Children aren’t afraid to make mistakes. Have you ever seen a toddler stop trying to learn to walk just because they fell over a couple of times? No. They aren’t consumed with thoughts of failing or comparing themselves to other toddlers their age who are already able to walk. They don’t stop to think, “Maybe walking isn’t just for me.”
With learning comes the reality that we will make mistakes. And we need to accept the fact that we won’t be experts right off the bat, and that failing at things doesn’t make us “failures”. Honoring your inner child means giving yourself the grace to be new and inexperienced to some things, no matter how old you may be. It is also about embracing those mistakes as part of the process of learning and growth.
This attitude sets the tone for our people—that there is room here to mess up and learn. It encourages not just resilience but also creativity.
We define resilience as the ability to bounce back and recover from difficult situations. When you first try to learn how to ride a bike or skate down the street, bruises and skinned knees are inevitable, but you get up anyway and try again. And again. And again, until you are able to do it right.
As we grow up, however, we become more afraid to take risks. Maybe because there are bigger things at stake when we "fall," but every great thing is achieved with a little gamble and a lot of skills and preparation.
Tap into your inner child for some of this resilience to stand up and try again, no matter how many setbacks you’ve faced, and try to fail better every time. And failing better requires some creativity to go along with your grit and tenacity.
When you were a kid, your imagination might have felt endless. Random bottles around the house are not just bottles; they are people, soldiers, and other characters you might need to play out that make-believe in your head. We had limited access to resources, so we improvised.
As we grow older and have more access to resources, imagine how powerful it will be to still have the same level of imagination, creativity, and resourcefulness we had as children. It allows us to dream bigger and actually make our goals happen.

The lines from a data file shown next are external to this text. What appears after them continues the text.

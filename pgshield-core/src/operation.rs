//! Requested DDL changes.
//!
//! An [`Operation`] is one DDL statement with everything needed to render it.
//! Its [`OperationKind`] is the key into the lock and risk tables.

use std::fmt;

use serde::{Deserialize, Serialize};

use crate::snapshot::{ColumnDef, DirectiveKind};
use crate::sql::{column_definition, ident_list, quote_ident, sql_type};

/// Discriminant of an [`Operation`].
#[derive(Debug, Clone, Copy, PartialEq, Eq, Hash, PartialOrd, Ord, Serialize, Deserialize)]
#[serde(rename_all = "SCREAMING_SNAKE_CASE")]
pub enum OperationKind {
    /// `CREATE TABLE`.
    CreateTable,
    /// `DROP TABLE`.
    DropTable,
    /// `ALTER TABLE … ADD COLUMN`.
    AlterTableAddColumn,
    /// `ALTER TABLE … DROP COLUMN`.
    AlterTableDropColumn,
    /// `ALTER TABLE … ALTER COLUMN`.
    AlterTableAlterColumn,
    /// `CREATE INDEX`.
    CreateIndex,
    /// `CREATE INDEX CONCURRENTLY`.
    CreateIndexConcurrently,
    /// `DROP INDEX`.
    DropIndex,
    /// `ALTER TABLE … ADD CONSTRAINT`.
    AddConstraint,
    /// `ALTER TABLE … VALIDATE CONSTRAINT`.
    ValidateConstraint,
    /// `ALTER TABLE … DROP CONSTRAINT`.
    DropConstraint,
    /// `ALTER TABLE … RENAME TO`.
    RenameTable,
    /// `ALTER TABLE … RENAME COLUMN`.
    RenameColumn,
    /// A statement the union does not model.
    RawSql,
}

impl OperationKind {
    /// Every kind, in declaration order.
    pub const ALL: [OperationKind; 14] = [
        Self::CreateTable,
        Self::DropTable,
        Self::AlterTableAddColumn,
        Self::AlterTableDropColumn,
        Self::AlterTableAlterColumn,
        Self::CreateIndex,
        Self::CreateIndexConcurrently,
        Self::DropIndex,
        Self::AddConstraint,
        Self::ValidateConstraint,
        Self::DropConstraint,
        Self::RenameTable,
        Self::RenameColumn,
        Self::RawSql,
    ];

    /// Wire name, e.g. `ALTER_TABLE_ADD_COLUMN`.
    pub fn as_str(&self) -> &'static str {
        match self {
            Self::CreateTable => "CREATE_TABLE",
            Self::DropTable => "DROP_TABLE",
            Self::AlterTableAddColumn => "ALTER_TABLE_ADD_COLUMN",
            Self::AlterTableDropColumn => "ALTER_TABLE_DROP_COLUMN",
            Self::AlterTableAlterColumn => "ALTER_TABLE_ALTER_COLUMN",
            Self::CreateIndex => "CREATE_INDEX",
            Self::CreateIndexConcurrently => "CREATE_INDEX_CONCURRENTLY",
            Self::DropIndex => "DROP_INDEX",
            Self::AddConstraint => "ADD_CONSTRAINT",
            Self::ValidateConstraint => "VALIDATE_CONSTRAINT",
            Self::DropConstraint => "DROP_CONSTRAINT",
            Self::RenameTable => "RENAME_TABLE",
            Self::RenameColumn => "RENAME_COLUMN",
            Self::RawSql => "RAW_SQL",
        }
    }
}

impl fmt::Display for OperationKind {
    fn fmt(&self, f: &mut fmt::Formatter<'_>) -> fmt::Result {
        f.write_str(self.as_str())
    }
}

/// Change to a column's default.
#[derive(Debug, Clone, PartialEq, Eq, Serialize, Deserialize)]
#[serde(rename_all = "snake_case")]
pub enum DefaultChange {
    /// `SET DEFAULT <expr>`.
    Set(String),
    /// `DROP DEFAULT`.
    Drop,
}

/// Changes applied by `ALTER_TABLE_ALTER_COLUMN`.
#[derive(Debug, Clone, Default, PartialEq, Eq, Serialize, Deserialize)]
pub struct ColumnChange {
    /// New type.
    #[serde(default, skip_serializing_if = "Option::is_none")]
    pub new_type: Option<String>,
    /// `USING` expression for the type change.
    #[serde(default, skip_serializing_if = "Option::is_none")]
    pub using: Option<String>,
    /// New nullability.
    #[serde(default, skip_serializing_if = "Option::is_none")]
    pub nullable: Option<bool>,
    /// New default.
    #[serde(default, skip_serializing_if = "Option::is_none")]
    pub default: Option<DefaultChange>,
}

/// Constraint added by `ADD_CONSTRAINT`.
#[derive(Debug, Clone, PartialEq, Eq, Serialize, Deserialize)]
#[serde(tag = "type", rename_all = "snake_case")]
pub enum ConstraintSpec {
    /// Primary key.
    PrimaryKey {
        /// Key columns.
        columns: Vec<String>,
    },
    /// Foreign key.
    ForeignKey {
        /// Referencing columns.
        columns: Vec<String>,
        /// Referenced table.
        references_table: String,
        /// Referenced columns.
        references_columns: Vec<String>,
        /// `ON DELETE` action.
        #[serde(default, skip_serializing_if = "Option::is_none")]
        on_delete: Option<String>,
    },
    /// Unique constraint.
    Unique {
        /// Unique columns.
        columns: Vec<String>,
    },
    /// Check constraint.
    Check {
        /// Boolean expression.
        expression: String,
    },
}

impl ConstraintSpec {
    /// Only foreign keys and checks accept `NOT VALID`.
    pub fn supports_not_valid(&self) -> bool {
        matches!(self, Self::ForeignKey { .. } | Self::Check { .. })
    }

    fn to_sql(&self) -> String {
        match self {
            Self::PrimaryKey { columns } => format!("PRIMARY KEY ({})", ident_list(columns)),
            Self::ForeignKey {
                columns,
                references_table,
                references_columns,
                on_delete,
            } => {
                let mut sql = format!(
                    "FOREIGN KEY ({}) REFERENCES {} ({})",
                    ident_list(columns),
                    quote_ident(references_table),
                    ident_list(references_columns)
                );
                if let Some(action) = on_delete {
                    sql.push_str(&format!(" ON DELETE {}", action));
                }
                sql
            }
            Self::Unique { columns } => format!("UNIQUE ({})", ident_list(columns)),
            Self::Check { expression } => format!("CHECK ({})", expression),
        }
    }
}

/// A single requested DDL change.
#[derive(Debug, Clone, PartialEq, Eq, Serialize, Deserialize)]
#[serde(tag = "kind", rename_all = "SCREAMING_SNAKE_CASE")]
pub enum Operation {
    /// Create a table.
    CreateTable {
        /// Table name.
        table: String,
        /// Columns.
        columns: Vec<ColumnDef>,
        /// Primary key columns.
        #[serde(default, skip_serializing_if = "Vec::is_empty")]
        primary_key: Vec<String>,
    },
    /// Drop a table.
    DropTable {
        /// Table name.
        table: String,
        /// Whether to cascade.
        #[serde(default)]
        cascade: bool,
    },
    /// Add a column.
    AlterTableAddColumn {
        /// Table name.
        table: String,
        /// Column to add.
        column: ColumnDef,
    },
    /// Drop a column.
    AlterTableDropColumn {
        /// Table name.
        table: String,
        /// Column name.
        column: String,
    },
    /// Alter a column.
    AlterTableAlterColumn {
        /// Table name.
        table: String,
        /// Column name.
        column: String,
        /// What changes.
        change: ColumnChange,
    },
    /// Create an index inside a transaction.
    CreateIndex {
        /// Table name.
        table: String,
        /// Index name.
        name: String,
        /// Indexed columns.
        columns: Vec<String>,
        /// Whether the index is unique.
        #[serde(default)]
        unique: bool,
    },
    /// Create an index without blocking writes. Cannot run in a transaction.
    CreateIndexConcurrently {
        /// Table name.
        table: String,
        /// Index name.
        name: String,
        /// Indexed columns.
        columns: Vec<String>,
        /// Whether the index is unique.
        #[serde(default)]
        unique: bool,
    },
    /// Drop an index.
    DropIndex {
        /// Table the index belongs to.
        table: String,
        /// Index name.
        name: String,
    },
    /// Add a constraint.
    AddConstraint {
        /// Table name.
        table: String,
        /// Constraint name.
        name: String,
        /// Constraint definition.
        constraint: ConstraintSpec,
        /// Skip the initial validation scan.
        #[serde(default)]
        not_valid: bool,
    },
    /// Validate a constraint added `NOT VALID`.
    ValidateConstraint {
        /// Table name.
        table: String,
        /// Constraint name.
        name: String,
    },
    /// Drop a constraint.
    DropConstraint {
        /// Table name.
        table: String,
        /// Constraint name.
        name: String,
    },
    /// Rename a table.
    RenameTable {
        /// Current name.
        table: String,
        /// New name.
        new_name: String,
    },
    /// Rename a column.
    RenameColumn {
        /// Table name.
        table: String,
        /// Current column name.
        column: String,
        /// New column name.
        new_name: String,
    },
    /// An opaque statement.
    RawSql {
        /// Tables the statement touches.
        #[serde(default)]
        tables: Vec<String>,
        /// The statement.
        sql: String,
    },
}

We only need to tap into that child-like fearlessness. No dream is too big, stupid, impossible, or unrealistic if we imagine it and try hard enough to create it. Man made it to the moon. We have robots and AI that can “think” like humans now. We even made self-driving cars possible. It takes courage to dream big and be creative.
Kids aren’t bogged down by timelines and to-do lists. They don’t spend time worrying about what to do next while still working on the current tasks. They are able to be fully present in the moment and be appreciative of it.
The more responsibilities we have, the more we find ourselves worrying about what needs to be done. But we shouldn’t forget what it is like to fully be present and live in the moment because we are too consumed by our worries. The more mindful we become of our day-to-day lives, the more we will see the big and small things worth being grateful for, and the happier we will be.
Whoever said that play is just for kids? Adults need to have fun too. We need time to follow our passions and pursue things that we love, enjoy, and make us happy. Having fun is a great way to de-stress, learn new things, and expand our horizons. It also helps us stay refreshed and energized as we go back to our grind.
A lot of us suffer from burnout because we keep our stress levels at an all-time high, without taking a break from it. Having fun, dreaming big, taking risks, being true to ourselves, and trusting others doesn’t make us childish—I prefer the term “child-like”.
We all need to get in touch with our inner child. Thanks for reading “A Brilliant Tribe.”